Oui, et comme toujours, il est terrifiant et amusant. Rappelons que les niches fiscales, ce sont les systèmes particuliers qui dérogent à la règle fiscale habituelle : réductions, abattements, dérogations, crédits d’impôt, taux particuliers etc. Pourquoi terrifiant ? Parce que l’enveloppe globale des niches fiscales -le mot officiel, c’est dépense fiscale- s’élèvera l’an prochain à 90 milliards d’euros, quatre de plus que cette année. Terrifiant parce qu’il y a environ 430 niches fiscales, les plus sérieuses côtoyant les plus baroques derrière lesquelles se cachent des intérêts variés. Et ce nombre grimpe encore: quatorze ont été créées l’an dernier, quatre supprimées. Parmi les créations, signalons - et on passe à l’amusant : une réduction d’impôt pour la mise à disposition d’une flotte de vélos (ah bon) ; l’étalement de l’imposition des primes des sportifs médaillés des JO (bon) ; mais aussi des taux réduits de contribution au service public pour l’électricité consommée par des personnes exploitant des installations industrielles électro-intensives – là on imagine des heures de lobbying à Bercy parce qu’il y en a pour 320 millions d’euros. En revanche, sachez qu’a été supprimée l’exonération des bénéfices issus de la culture d’arbres truffiers. Cela coûtait un million d’euros par an. C’était assez ciblé ! On pourrait s’amuser longtemps avec cette liste. Cela étant, les crédits d’impôt compétitivité et recherche, l’abattement de 10 % sur les retraites et le crédit d’impôt pour emplois à domicile sont les plus lourds.

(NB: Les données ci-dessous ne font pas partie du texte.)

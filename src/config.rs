//! Pipeline Configuration
//!
//! Timer cadence and channel sizing for purchases.

use std::time::Duration;

/// Default status poll cadence.
pub const DEFAULT_POLL_INTERVAL: Duration = Duration::from_secs(3);

/// Default countdown refresh cadence.
pub const DEFAULT_COUNTDOWN_INTERVAL: Duration = Duration::from_secs(1);

/// Default reveal event channel capacity.
pub const DEFAULT_EVENT_BUFFER: usize = 16;

/// Settings shared by every purchase an orchestrator runs.
#[derive(Debug, Clone, PartialEq, Eq)]
pub struct PipelineConfig {
    /// Time between payment status fetches.
    pub poll_interval: Duration,
    /// Time between countdown updates.
    pub countdown_interval: Duration,
    /// Capacity of each purchase's reveal event channel.
    pub event_buffer: usize,
}

impl Default for PipelineConfig {
    fn default() -> Self {
        Self {
            poll_interval: DEFAULT_POLL_INTERVAL,
            countdown_interval: DEFAULT_COUNTDOWN_INTERVAL,
            event_buffer: DEFAULT_EVENT_BUFFER,
        }
    }
}

impl PipelineConfig {
    /// Load from environment variables, falling back to defaults.
    ///
    /// Zero or unparseable values are ignored.
    pub fn from_env() -> Self {
        Self::from_lookup(|key| std::env::var(key).ok())
    }

    fn from_lookup(lookup: impl Fn(&str) -> Option<String>) -> Self {
        let defaults = Self::default();
        let positive = |key: &str| {
            lookup(key)
                .and_then(|v| v.trim().parse::<u64>().ok())
                .filter(|v| *v > 0)
        };

        Self {
            poll_interval: positive("LOOTBOX_POLL_INTERVAL_MS")
                .map(Duration::from_millis)
                .unwrap_or(defaults.poll_interval),
            countdown_interval: positive("LOOTBOX_COUNTDOWN_INTERVAL_MS")
                .map(Duration::from_millis)
                .unwrap_or(defaults.countdown_interval),
            event_buffer: positive("LOOTBOX_EVENT_BUFFER")
                .and_then(|v| usize::try_from(v).ok())
                .unwrap_or(defaults.event_buffer),
        }
    }
}
//! Session Liveness
//!
//! Generation counter shared by everything that belongs to one purchase.
//! Callbacks capture a [`LivenessGuard`] when they are created and must
//! check it before every state write; retiring the session bumps the
//! generation so every outstanding guard goes stale at once.

use std::sync::atomic::{AtomicU64, Ordering};
use std::sync::Arc;

/// Liveness token owned by one session.
#[derive(Debug, Clone)]
pub struct Liveness {
    generation: Arc<AtomicU64>,
}

impl Liveness {
    /// Create a live token at generation zero.
    pub fn new() -> Self {
        Self {
            generation: Arc::new(AtomicU64::new(0)),
        }
    }

    /// Capture the current generation.
    pub fn guard(&self) -> LivenessGuard {
        LivenessGuard {
            generation: self.generation.clone(),
            captured: self.generation.load(Ordering::Acquire),
        }
    }

    /// Retire every guard captured so far.
    pub fn invalidate(&self) {
        self.generation.fetch_add(1, Ordering::AcqRel);
    }

    /// Current generation.
    pub fn generation(&self) -> u64 {
        self.generation.load(Ordering::Acquire)
    }
}

impl Default for Liveness {
    fn default() -> Self {
        Self::new()
    }
}

/// Generation captured at callback creation.
#[derive(Debug, Clone)]
pub struct LivenessGuard {
    generation: Arc<AtomicU64>,
    captured: u64,
}

impl LivenessGuard {
    /// True while the owning session has not been retired.
    #[inline]
    pub fn is_live(&self) -> bool {
        self.generation.load(Ordering::Acquire) == self.captured
    }

    /// Generation this guard was captured at.
    pub fn captured(&self) -> u64 {
        self.captured
    }
}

Mais faut-il raser ces niches fiscales ?

Absolument pas. On entend souvent ça : il faut fermer les niches, tout mettre à l’équerre en rangs par trois et en file indienne. Mais un : à chaque fois que l’on supprime une réduction d’impôt, on augmente l’impôt ; deux et surtout : il est normal qu’une politique fiscale ait des objectifs, ne soit pas neutre, veuille soutenir par exemple les familles, tels types d’emplois et d’investissements. En revanche, c’est vrai les niches sont un témoin de la complexité, de l’instabilité de notre système. Le sentiment de justice n’en sort pas grandi. Et on a du mal à comprendre qu’une politique puisse poursuivre 430 objectifs différents. Pourquoi pas un coup de balai pour revenir à 100 en redistribuant à tous ce que l’on prendrait à quelques uns ?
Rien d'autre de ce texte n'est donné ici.